En la actualidad, vivimos en un momento de gran debate en torno a Instagram, TikTok o X, preguntándonos si de verdad afectan de manera negativa a nuestros menores, con varios gobiernos promoviendo la posibilidad de prohibirlas, incluido el español. Ahora, un nuevo estudio longitudinal ha arrojado luz sobre el verdadero impacto que puede tener usar las redes sociales sobre la salud mental, apuntando a un escenario mucho más complejo del que pensamos.
El estudio. Ha sido un equipo de la Universidad Miguel Hernández el que ha decidido poner el foco justamente encima de las redes sociales en un momento donde la investigación dibuja un panorama bastante preocupante. Pero en este caso ha querido poner el foco en los matices que realmente nos deben importar: la edad, el género y el estado de salud mental previa a entrar en el mundo de las redes sociales. Y sus conclusiones cambian la concepción clásica.
No es cuánto, sino cómo. Hasta hace poco, la concepción más clásica para medir el peligro era el "tiempo de pantalla" De esta manera, diferentes revisiones apuntaban a que estar más horas frente al móvil equivalía a tener un peor bienestar. Pero la investigación de la UMH da un paso más allá y se centra en cómo las redes interfieren en la vida diaria, el sueño o las relaciones personales.
Aquí el hallazgo más llamativo que vio el equipo de investigación fue que el impacto de este uso problemático en los síntomas depresivos tiene una frontera muy clara: 16 años.
Pero se atenúa. Aunque los investigadores han observado que el aumento de síntomas depresivos es mucho más agudo en los menores de 16 años, se ha visto también que en torno a esta edad el efecto se va disminuyendo. El motivo que marca los 16 años como una auténtica frontera es precisamente la mayor capacidad de autorregulación emocional y cognitiva que tienen los adolescentes al ir madurando poco a poco.

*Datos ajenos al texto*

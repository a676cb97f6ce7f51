//! Property-based tests for the minimality index using proptest.

use super::sorted_ids::{contains_all, union, union_len};
use super::BloomTrie;
use proptest::prelude::*;

/// Random sorted set over a small universe, so that subsets are common
fn arb_set() -> impl Strategy<Value = Vec<u32>> {
    proptest::collection::btree_set(0..12u32, 0..6).prop_map(|s| s.into_iter().collect())
}

proptest! {
    #[test]
    fn bloom_trie_agrees_with_linear_scan(
        stored in proptest::collection::vec(arb_set(), 0..30),
        queries in proptest::collection::vec(arb_set(), 1..20),
    ) {
        let mut trie = BloomTrie::new();
        for set in &stored {
            trie.insert(set);
        }
        for query in &queries {
            let expected = !stored.iter().any(|s| contains_all(query, s));
            prop_assert_eq!(trie.is_minimal(query), expected, "query {:?}", query);
        }
    }

    #[test]
    fn insert_if_minimal_keeps_an_antichain(sets in proptest::collection::vec(arb_set(), 0..40)) {
        let mut trie = BloomTrie::new();
        let mut kept: Vec<Vec<u32>> = Vec::new();
        for set in &sets {
            if trie.insert_if_minimal(set) {
                kept.push(set.clone());
            }
        }
        for (i, a) in kept.iter().enumerate() {
            for b in &kept[..i] {
                // later sets are never supersets of earlier ones
                prop_assert!(!contains_all(a, b));
            }
        }
    }

    #[test]
    fn union_is_sorted_superset(a in arb_set(), b in arb_set()) {
        let u = union(&a, &b);
        prop_assert!(u.windows(2).all(|w| w[0] < w[1]));
        prop_assert!(contains_all(&u, &a));
        prop_assert!(contains_all(&u, &b));
        prop_assert_eq!(u.len(), union_len(&a, &b));
    }
}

De esta manera, los jóvenes a partir de los 16 años se vuelven menos vulnerables a los impactos negativos del entorno digital, algo a lo que apuntan otros estudios externos que ya advertían que la preadolescencia temprana es el verdadero periodo crítico de exposición a las redes sociales al ser más sensibles.
Una brecha de género. Otro de los puntos preocupantes que recoge la ciencia es cómo afecta la popularidad digital dependiendo de si el adolescente es chico o chica. Y es que ahora mismo vivimos en la era de los followers donde se hace cualquier cosa por ver cómo nuestras cuentas tienen cada vez más seguidores. Y aunque puede parecer que tener más seguidores es un refuerzo positivo para cualquier adolescente, los datos dicen lo contrario.
Los investigadores apuntan aquí que tener un mayor número de seguidores se asocia con un mayor número de síntomas depresivos, y sobre todo en las chicas. Las razones radican en la presión por mantener una imagen perfecta, el miedo a ser analizadas hasta el último detalle y, lógicamente, la cibervictimización. Un conjunto de factores que actúan como un cóctel tóxico hacia la salud mental.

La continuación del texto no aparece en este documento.